*** Given data ***

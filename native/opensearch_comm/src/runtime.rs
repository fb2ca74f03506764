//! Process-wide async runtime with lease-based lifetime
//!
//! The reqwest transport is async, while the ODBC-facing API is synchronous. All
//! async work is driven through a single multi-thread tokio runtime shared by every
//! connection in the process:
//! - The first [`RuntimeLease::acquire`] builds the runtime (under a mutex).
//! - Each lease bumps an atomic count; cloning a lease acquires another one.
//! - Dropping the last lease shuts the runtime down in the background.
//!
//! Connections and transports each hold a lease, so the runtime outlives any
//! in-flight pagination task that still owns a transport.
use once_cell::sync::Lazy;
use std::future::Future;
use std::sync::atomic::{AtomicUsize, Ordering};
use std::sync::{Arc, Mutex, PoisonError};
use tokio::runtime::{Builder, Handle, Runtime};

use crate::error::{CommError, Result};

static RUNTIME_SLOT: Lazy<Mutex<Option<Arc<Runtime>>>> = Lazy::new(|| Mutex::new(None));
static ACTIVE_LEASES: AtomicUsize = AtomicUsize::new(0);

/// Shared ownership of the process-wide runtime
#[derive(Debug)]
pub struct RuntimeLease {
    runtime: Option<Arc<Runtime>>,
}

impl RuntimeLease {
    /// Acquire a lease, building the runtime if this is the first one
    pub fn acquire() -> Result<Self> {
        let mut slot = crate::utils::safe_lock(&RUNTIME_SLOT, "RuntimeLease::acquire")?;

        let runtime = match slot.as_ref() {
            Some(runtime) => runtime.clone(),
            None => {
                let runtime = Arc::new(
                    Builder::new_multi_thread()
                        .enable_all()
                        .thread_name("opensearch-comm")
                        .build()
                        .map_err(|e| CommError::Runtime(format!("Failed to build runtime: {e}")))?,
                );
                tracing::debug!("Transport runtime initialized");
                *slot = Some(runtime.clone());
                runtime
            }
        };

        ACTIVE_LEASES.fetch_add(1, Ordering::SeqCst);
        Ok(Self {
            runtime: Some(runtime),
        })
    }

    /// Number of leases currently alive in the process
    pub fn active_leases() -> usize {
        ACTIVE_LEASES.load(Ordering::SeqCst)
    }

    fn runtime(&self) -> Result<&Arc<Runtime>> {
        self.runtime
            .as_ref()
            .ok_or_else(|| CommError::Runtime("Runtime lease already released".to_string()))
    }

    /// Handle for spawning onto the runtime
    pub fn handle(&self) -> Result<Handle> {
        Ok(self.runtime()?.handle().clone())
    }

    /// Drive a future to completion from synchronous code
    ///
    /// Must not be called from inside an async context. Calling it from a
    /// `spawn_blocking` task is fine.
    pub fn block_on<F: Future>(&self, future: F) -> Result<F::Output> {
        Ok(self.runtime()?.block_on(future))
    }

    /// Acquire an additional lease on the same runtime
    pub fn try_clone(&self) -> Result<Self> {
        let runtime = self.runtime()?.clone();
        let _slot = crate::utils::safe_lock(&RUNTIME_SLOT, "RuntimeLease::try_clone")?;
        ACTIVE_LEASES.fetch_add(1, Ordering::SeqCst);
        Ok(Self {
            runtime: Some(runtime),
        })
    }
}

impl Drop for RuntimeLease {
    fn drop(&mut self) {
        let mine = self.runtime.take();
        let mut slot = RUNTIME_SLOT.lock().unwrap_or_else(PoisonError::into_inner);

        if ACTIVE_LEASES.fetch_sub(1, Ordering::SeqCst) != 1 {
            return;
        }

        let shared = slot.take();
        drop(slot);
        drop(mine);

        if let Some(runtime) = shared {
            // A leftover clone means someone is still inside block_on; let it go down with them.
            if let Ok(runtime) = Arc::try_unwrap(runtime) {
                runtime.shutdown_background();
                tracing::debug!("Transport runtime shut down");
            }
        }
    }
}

*** End of Given data ***
*** Given data ***

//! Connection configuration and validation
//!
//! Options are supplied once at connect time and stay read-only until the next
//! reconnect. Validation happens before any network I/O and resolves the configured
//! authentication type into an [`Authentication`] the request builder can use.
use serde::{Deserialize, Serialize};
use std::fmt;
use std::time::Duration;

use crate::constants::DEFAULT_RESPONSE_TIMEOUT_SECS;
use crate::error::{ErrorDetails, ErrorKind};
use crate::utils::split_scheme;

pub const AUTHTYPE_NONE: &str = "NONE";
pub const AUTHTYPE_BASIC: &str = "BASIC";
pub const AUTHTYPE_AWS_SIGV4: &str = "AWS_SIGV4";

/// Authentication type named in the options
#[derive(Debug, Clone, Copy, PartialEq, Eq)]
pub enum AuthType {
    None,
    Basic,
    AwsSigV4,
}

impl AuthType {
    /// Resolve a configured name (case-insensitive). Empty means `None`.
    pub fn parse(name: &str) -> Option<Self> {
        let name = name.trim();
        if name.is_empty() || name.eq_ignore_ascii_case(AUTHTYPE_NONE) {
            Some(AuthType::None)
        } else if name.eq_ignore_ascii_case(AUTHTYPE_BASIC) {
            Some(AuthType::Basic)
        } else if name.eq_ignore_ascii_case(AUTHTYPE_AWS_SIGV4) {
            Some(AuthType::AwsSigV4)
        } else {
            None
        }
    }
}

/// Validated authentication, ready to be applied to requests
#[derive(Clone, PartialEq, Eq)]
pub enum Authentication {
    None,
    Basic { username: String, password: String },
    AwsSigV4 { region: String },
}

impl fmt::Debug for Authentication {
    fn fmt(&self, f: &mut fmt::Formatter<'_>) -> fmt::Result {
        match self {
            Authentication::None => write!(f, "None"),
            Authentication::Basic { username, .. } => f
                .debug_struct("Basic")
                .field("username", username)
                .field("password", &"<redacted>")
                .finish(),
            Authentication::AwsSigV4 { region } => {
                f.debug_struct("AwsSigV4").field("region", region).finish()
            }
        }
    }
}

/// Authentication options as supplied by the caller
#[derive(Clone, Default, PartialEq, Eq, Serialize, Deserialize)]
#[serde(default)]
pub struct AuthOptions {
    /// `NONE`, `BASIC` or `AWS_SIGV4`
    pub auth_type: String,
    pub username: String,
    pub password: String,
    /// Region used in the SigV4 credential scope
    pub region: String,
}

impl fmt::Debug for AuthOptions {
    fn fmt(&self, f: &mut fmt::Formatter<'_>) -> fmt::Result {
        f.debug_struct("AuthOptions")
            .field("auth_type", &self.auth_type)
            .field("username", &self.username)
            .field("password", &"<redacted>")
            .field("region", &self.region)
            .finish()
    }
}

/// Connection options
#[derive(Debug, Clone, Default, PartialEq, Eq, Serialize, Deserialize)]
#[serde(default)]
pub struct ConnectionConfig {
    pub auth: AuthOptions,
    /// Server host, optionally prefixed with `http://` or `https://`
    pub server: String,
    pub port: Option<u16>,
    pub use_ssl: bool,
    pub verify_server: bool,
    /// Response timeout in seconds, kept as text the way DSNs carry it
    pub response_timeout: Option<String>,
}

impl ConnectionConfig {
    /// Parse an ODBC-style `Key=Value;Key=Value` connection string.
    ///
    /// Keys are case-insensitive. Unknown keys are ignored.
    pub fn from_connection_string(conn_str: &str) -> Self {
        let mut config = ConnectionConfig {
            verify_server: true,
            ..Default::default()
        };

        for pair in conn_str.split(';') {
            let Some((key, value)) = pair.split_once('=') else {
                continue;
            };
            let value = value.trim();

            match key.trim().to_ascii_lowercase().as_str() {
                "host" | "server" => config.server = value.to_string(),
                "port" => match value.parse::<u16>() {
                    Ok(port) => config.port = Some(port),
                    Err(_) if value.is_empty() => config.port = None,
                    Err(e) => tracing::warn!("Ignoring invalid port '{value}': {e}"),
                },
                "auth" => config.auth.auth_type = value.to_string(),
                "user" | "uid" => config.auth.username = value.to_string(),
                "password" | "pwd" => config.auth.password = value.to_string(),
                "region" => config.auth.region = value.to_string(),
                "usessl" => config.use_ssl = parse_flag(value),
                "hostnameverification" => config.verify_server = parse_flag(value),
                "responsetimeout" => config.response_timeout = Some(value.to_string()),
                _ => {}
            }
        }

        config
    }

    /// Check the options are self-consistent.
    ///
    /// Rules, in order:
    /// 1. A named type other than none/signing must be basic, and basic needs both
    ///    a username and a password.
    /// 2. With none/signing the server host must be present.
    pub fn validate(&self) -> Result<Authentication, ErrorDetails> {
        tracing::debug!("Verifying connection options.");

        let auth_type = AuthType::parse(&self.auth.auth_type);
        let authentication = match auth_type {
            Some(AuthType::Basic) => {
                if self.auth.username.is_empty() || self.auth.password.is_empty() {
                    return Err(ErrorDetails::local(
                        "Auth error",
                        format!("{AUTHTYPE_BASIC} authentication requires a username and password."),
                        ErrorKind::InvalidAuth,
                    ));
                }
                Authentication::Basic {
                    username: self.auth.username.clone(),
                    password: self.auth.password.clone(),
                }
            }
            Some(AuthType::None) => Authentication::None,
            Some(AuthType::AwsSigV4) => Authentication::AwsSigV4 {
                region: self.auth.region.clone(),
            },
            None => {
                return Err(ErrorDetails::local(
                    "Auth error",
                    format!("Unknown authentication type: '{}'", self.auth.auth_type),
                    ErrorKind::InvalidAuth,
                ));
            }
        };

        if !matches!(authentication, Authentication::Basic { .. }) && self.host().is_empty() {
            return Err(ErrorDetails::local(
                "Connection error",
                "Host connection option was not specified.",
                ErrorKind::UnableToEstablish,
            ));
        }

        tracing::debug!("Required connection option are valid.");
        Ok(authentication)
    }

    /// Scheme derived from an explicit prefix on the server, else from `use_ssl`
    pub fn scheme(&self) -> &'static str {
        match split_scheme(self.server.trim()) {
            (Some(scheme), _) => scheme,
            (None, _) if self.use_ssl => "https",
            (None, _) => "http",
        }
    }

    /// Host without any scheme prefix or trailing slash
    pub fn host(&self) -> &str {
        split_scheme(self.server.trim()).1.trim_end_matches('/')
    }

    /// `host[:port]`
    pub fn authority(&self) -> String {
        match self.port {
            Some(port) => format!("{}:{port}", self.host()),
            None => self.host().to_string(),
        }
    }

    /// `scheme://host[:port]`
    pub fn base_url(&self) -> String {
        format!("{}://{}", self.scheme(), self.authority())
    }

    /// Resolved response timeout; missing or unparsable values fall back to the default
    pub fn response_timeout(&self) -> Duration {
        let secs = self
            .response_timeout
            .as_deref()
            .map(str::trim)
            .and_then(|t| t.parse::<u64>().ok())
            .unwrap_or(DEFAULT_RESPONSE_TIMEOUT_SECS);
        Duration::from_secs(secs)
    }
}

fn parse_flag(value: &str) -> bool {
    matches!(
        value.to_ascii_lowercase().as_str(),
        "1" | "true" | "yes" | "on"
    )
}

*** End of Given data ***

# Work instruction:
Each line of the listing that includes the word "impl" should be copied out.

# Answer:
impl RuntimeLease {
impl Drop for RuntimeLease {
impl AuthType {
impl fmt::Debug for Authentication {
impl fmt::Debug for AuthOptions {
impl ConnectionConfig {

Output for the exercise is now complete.